-- Extracted records follows --

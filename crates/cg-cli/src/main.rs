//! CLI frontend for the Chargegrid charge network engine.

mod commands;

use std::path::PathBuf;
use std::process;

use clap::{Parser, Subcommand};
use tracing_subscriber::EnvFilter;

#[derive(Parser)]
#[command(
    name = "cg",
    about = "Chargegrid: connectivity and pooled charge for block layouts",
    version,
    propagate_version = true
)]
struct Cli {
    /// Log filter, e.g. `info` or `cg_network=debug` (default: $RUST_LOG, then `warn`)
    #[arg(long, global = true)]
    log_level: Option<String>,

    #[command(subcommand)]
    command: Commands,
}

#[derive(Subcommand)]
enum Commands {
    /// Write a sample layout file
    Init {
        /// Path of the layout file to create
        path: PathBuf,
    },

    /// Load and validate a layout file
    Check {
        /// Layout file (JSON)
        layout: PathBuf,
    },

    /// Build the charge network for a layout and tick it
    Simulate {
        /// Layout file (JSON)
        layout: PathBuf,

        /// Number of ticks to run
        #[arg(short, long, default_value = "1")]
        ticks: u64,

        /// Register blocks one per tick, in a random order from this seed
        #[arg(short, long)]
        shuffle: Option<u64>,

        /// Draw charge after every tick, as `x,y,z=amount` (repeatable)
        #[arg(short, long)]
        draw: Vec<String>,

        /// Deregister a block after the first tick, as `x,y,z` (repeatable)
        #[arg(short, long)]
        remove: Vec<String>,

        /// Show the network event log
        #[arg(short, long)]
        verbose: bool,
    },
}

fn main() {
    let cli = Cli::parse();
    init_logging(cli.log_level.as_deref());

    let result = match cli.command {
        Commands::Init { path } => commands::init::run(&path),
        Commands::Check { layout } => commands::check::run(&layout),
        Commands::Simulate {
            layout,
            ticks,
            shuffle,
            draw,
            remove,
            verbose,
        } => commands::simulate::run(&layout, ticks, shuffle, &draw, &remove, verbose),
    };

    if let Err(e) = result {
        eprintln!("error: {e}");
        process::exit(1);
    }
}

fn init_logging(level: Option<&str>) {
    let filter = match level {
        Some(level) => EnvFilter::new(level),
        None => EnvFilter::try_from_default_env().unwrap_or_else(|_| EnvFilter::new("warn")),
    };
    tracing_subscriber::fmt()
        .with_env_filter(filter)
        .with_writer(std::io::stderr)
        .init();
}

-- Extracted records concluded --
-- Extracted records follows --

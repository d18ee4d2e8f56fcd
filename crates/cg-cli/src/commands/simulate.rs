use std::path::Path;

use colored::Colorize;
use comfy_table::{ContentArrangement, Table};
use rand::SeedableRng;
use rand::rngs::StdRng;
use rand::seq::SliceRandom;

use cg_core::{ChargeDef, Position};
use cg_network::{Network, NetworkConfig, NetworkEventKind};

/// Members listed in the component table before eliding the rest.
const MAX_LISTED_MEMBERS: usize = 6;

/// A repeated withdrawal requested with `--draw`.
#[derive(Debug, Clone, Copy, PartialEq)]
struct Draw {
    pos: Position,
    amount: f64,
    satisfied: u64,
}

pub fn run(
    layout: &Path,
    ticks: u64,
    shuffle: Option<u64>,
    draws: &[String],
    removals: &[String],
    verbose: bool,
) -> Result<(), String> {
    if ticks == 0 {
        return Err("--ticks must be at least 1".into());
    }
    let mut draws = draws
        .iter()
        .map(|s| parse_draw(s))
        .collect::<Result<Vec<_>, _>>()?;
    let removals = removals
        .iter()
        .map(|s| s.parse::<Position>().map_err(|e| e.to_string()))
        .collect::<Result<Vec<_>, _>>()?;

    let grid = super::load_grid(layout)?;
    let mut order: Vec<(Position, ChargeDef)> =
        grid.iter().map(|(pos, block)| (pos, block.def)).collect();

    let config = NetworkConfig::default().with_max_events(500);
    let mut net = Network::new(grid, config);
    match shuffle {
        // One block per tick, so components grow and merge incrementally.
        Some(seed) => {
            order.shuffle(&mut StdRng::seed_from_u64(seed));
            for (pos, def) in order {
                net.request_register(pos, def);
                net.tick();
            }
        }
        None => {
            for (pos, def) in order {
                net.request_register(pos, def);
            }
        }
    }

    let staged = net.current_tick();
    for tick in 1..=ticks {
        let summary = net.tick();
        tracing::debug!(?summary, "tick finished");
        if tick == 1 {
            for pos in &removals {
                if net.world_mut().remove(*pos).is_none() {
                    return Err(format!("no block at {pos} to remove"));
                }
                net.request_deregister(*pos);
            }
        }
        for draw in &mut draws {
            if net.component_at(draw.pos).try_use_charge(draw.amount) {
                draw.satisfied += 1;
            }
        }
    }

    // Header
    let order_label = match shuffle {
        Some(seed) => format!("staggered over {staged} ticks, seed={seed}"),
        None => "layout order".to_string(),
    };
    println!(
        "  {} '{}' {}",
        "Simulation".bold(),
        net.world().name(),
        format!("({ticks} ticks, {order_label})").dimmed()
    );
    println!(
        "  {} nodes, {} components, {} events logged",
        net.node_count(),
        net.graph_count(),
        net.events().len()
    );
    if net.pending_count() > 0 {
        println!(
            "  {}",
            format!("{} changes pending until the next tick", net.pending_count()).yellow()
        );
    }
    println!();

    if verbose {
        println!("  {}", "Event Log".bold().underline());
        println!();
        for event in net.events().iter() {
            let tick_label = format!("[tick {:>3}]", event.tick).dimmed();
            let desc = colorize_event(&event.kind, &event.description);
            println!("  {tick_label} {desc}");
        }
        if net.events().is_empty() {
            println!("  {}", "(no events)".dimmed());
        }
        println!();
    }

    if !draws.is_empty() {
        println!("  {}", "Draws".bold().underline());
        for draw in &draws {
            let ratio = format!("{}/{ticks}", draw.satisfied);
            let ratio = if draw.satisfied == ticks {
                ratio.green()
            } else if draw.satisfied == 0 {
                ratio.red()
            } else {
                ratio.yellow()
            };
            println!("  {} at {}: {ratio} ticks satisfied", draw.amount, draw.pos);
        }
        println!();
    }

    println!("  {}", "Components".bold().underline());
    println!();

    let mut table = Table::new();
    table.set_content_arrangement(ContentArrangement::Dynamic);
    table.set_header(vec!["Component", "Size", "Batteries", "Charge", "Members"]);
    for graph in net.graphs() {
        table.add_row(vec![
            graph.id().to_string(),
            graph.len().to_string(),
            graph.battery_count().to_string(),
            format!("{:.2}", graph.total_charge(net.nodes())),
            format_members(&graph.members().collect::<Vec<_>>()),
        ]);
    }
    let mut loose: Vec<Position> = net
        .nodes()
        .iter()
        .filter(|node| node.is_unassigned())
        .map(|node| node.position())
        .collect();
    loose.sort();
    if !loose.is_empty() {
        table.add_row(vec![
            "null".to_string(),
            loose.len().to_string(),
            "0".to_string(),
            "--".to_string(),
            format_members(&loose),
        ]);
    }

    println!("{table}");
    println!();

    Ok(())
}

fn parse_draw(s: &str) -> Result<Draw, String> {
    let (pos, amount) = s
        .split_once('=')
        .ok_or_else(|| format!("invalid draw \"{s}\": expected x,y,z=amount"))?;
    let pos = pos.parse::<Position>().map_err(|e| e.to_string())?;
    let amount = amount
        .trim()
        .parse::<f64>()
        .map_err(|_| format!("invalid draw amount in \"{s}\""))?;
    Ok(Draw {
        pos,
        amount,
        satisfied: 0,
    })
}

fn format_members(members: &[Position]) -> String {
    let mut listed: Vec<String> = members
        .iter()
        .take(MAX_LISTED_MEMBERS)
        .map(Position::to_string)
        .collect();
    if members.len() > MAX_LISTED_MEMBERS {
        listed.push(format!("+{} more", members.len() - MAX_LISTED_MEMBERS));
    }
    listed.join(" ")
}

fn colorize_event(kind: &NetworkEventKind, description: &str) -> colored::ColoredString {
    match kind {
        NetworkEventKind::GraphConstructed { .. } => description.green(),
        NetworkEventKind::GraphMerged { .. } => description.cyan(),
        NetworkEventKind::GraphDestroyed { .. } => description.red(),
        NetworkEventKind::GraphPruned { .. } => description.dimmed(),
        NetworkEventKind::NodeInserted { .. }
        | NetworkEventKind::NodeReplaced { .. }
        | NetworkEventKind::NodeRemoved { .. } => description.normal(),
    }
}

-- Extracted records concluded --

• [Exercise aim] For each line in the data that contains the string "dimmed", give a copy of that line.

• [Output for this exercise]
        format!("({ticks} ticks, {order_label})").dimmed()
            let tick_label = format!("[tick {:>3}]", event.tick).dimmed();
            println!("  {}", "(no events)".dimmed());
        NetworkEventKind::GraphPruned { .. } => description.dimmed(),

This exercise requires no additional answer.